Can you help me understand how R interprets square brackets with forms such as y[i:j - k]?
dummy data:
y <- c(1, 2, 3, 5, 7, 8)
Here’s what I do understand:
y[i]is the ith element of vector y.y[i:j]is the ith to jth element (inclusive) of vector y.y[-i]is vector y without the first i elements. etc. etc.
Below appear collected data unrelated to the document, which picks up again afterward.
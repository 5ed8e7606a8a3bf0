use flychess_game::{
    Board, Clock, GameConfig, GameEngine, GameMode, GamePhase, KvStore, ManualClock,
    MemoryStore, MemoryTaskSource, PlayerColor, TaskDocument, TaskVerdict, TimeSettings,
};

const DAY_MS: u64 = 24 * 60 * 60 * 1000;

type TestEngine = GameEngine<MemoryTaskSource, MemoryStore, ManualClock>;

fn setup() -> (MemoryStore, ManualClock, TestEngine) {
    let source = MemoryTaskSource::new();
    source.insert(
        GameMode::Daily,
        "zh",
        TaskDocument::parse(include_str!("fixtures/daily.json")).unwrap(),
    );
    let store = MemoryStore::new();
    let clock = ManualClock::new(1_700_000_000_000);
    let engine = GameEngine::with_config(source, store.clone(), clock.clone(), GameConfig::instant())
        .with_board(Board::linear(12, &[3], &[5]).unwrap());
    (store, clock, engine)
}

#[test]
fn task_in_progress_survives_a_reload() {
    let (_store, _clock, engine) = setup();
    let mut game = engine.new_game(GameMode::Daily, None, "zh", 10).unwrap();
    game.roll_with(3).unwrap();
    game.run_until_idle();
    assert_eq!(game.phase(), GamePhase::Task);
    assert!(engine.sync(&game));

    let mut resumed = engine
        .resume(GameMode::Daily, None, "zh", 11)
        .unwrap()
        .expect("fresh save");
    assert_eq!(resumed.phase(), GamePhase::Task);
    assert_eq!(resumed.current_task(), game.current_task());
    assert_eq!(resumed.current_task().unwrap().executor, PlayerColor::Blue);

    resumed.resolve_task(TaskVerdict::Completed).unwrap();
    resumed.run_until_idle();
    assert_eq!(resumed.phase(), GamePhase::Playing);
    assert_eq!(resumed.current_player(), PlayerColor::Blue);
}

#[test]
fn saves_expire_after_a_day() {
    let (store, clock, engine) = setup();
    let mut game = engine.new_game(GameMode::Daily, None, "zh", 1).unwrap();
    game.roll_with(2).unwrap();
    game.run_until_idle();
    engine.sync(&game);

    clock.advance(DAY_MS - 1);
    assert!(engine.saves().has_save(GameMode::Daily, None));
    clock.advance(1);
    assert!(engine.resume(GameMode::Daily, None, "zh", 1).unwrap().is_none());
    assert!(store.get("flying-chess-save-daily").unwrap().is_none());
}

#[test]
fn every_sync_overwrites_one_record_with_a_fresh_stamp() {
    let (store, clock, engine) = setup();
    let mut game = engine.new_game(GameMode::Daily, None, "zh", 2).unwrap();
    for value in [2, 1, 2] {
        game.roll_with(value).unwrap();
        game.run_until_idle();
        clock.advance(500);
        engine.sync(&game);
    }
    let saves = engine.saves().list_saves();
    assert_eq!(saves.len(), 1);
    assert_eq!(saves[0].timestamp, clock.now_millis());
    assert_eq!(saves[0].red_position, 4);
    assert_eq!(saves[0].blue_position, 1);
    assert_eq!(store.len(), 1);
}

#[test]
fn start_screen_is_never_saved() {
    let (store, _clock, engine) = setup();
    let mut game = engine.new_game(GameMode::Daily, None, "zh", 3).unwrap();
    engine.restart(&mut game);
    assert_eq!(game.phase(), GamePhase::Start);
    assert!(!engine.sync(&game));
    assert!(store.is_empty());
}

#[test]
fn time_settings_flow_into_new_games() {
    let (store, _clock, engine) = setup();
    let mut settings = TimeSettings::default();
    settings.keyword_times.insert("深蹲".to_string(), 45);
    assert!(engine.time_settings().save(&settings));
    assert!(store.get("flying-chess-time-settings").unwrap().is_some());

    let game = engine.new_game(GameMode::Daily, None, "zh", 4).unwrap();
    assert_eq!(game.time_settings().keyword_times.get("深蹲"), Some(&45));
}

#[test]
fn unavailable_storage_never_blocks_play() {
    let (store, _clock, engine) = setup();
    store.set_failing(true);
    let mut game = engine.new_game(GameMode::Daily, None, "zh", 5).unwrap();
    game.roll_with(4).unwrap();
    game.run_until_idle();
    assert!(!engine.sync(&game));
    assert!(engine.resume(GameMode::Daily, None, "zh", 5).unwrap().is_none());
    assert_eq!(game.time_settings(), &TimeSettings::default());
}
//! Task content bundled into the wasm binary, with page-supplied overrides.
use flychess_game::{ContentError, GameMode, MemoryTaskSource, TaskDocument, TaskSource};

/// Bundled lists first consult anything the page registered at runtime.
#[derive(Debug, Clone, Default)]
pub struct WebTaskSource {
    registered: MemoryTaskSource,
}

impl WebTaskSource {
    #[must_use]
    pub fn new() -> Self {
        Self::default()
    }

    /// Register (or replace) the list for `mode` in `language` from a JSON
    /// document, returning how many tasks it holds.
    ///
    /// # Errors
    ///
    /// Returns an error if the document does not parse.
    pub fn register_json(
        &self,
        mode: GameMode,
        language: &str,
        json: &str,
    ) -> Result<usize, ContentError> {
        self.registered.insert_json(mode, language, json)
    }

    fn bundled(mode: GameMode, language: &str) -> Option<&'static str> {
        match (mode, language) {
            (GameMode::Love, "zh") => Some(include_str!("../static/assets/tasks/zh/love.json")),
            (GameMode::Daily, "zh") => Some(include_str!("../static/assets/tasks/zh/daily.json")),
            (GameMode::Love, "en") => Some(include_str!("../static/assets/tasks/en/love.json")),
            (GameMode::Daily, "en") => Some(include_str!("../static/assets/tasks/en/daily.json")),
            _ => None,
        }
    }
}

impl TaskSource for WebTaskSource {
    type Error = ContentError;

    fn fetch_tasks(&self, mode: GameMode, language: &str) -> Result<Vec<String>, Self::Error> {
        match self.registered.fetch_tasks(mode, language) {
            Ok(tasks) => Ok(tasks),
            Err(ContentError::Missing { .. }) => {
                let json = Self::bundled(mode, language).ok_or_else(|| ContentError::Missing {
                    mode,
                    language: language.to_string(),
                })?;
                TaskDocument::parse(json)
            }
            Err(err) => Err(err),
        }
    }
}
However, what I don’t understand is what happens when you start mixing these options, and I haven’t found a good resource for explaining it.
For example:
y[1-1:4]
[1] 5 7 8
So y[1-1:4] returns the vector without the first three elements. But why?
and
y[1-4]
[1] 1 2 5 7 8
So y[1-4] returns the vector without the third element. Is that because 1-4 = -3 and it’s interpretting it the same as y[-3]? If so, that doesn’t seem consistent with my previous example where y[1-1:4] would presumably be interpretted as y[0:4], but that isn’t the case.
and
y[1:1+2-1]
[1] 2
Why does this return the second element? I encountered this while I was trying to code something along the lines of: y[i:i + j - k] and it took me a while to figure out that I should write y[i:(i + j - k)] so the parenthesis captured the whole of the right-hand-side of the colon. But I still can’t figure out what logic R was doing when I didn’t have those brackets.
Thanks!
>Solution :
It’s best to look closer at precedence and the integer sequences you use for subsetting. These are evaluated before subsetting with []. Note that - is a function with two arguments (1, 1:4) which are evaluated beforehand and so
> 1-1:4
[1] 0 -1 -2 -3
Negative indices in [] mean exclusion of the corresponding elements. There is no "0" element (and so subsetting at 0 returns an empty vector of the present type — numeric(0)). We thus expect y[1-1:4] to drop the first three elements in y and return the remainder.
As you write correctly y[1-4] is y[-3], i.e. omission of the third element.
Similar as above, in 1:1+2-1, 1:1 evaluates to a one-element vector 1, the rest is simple arithmetic.
For more on operator precedence, see Hadley’s excellent book.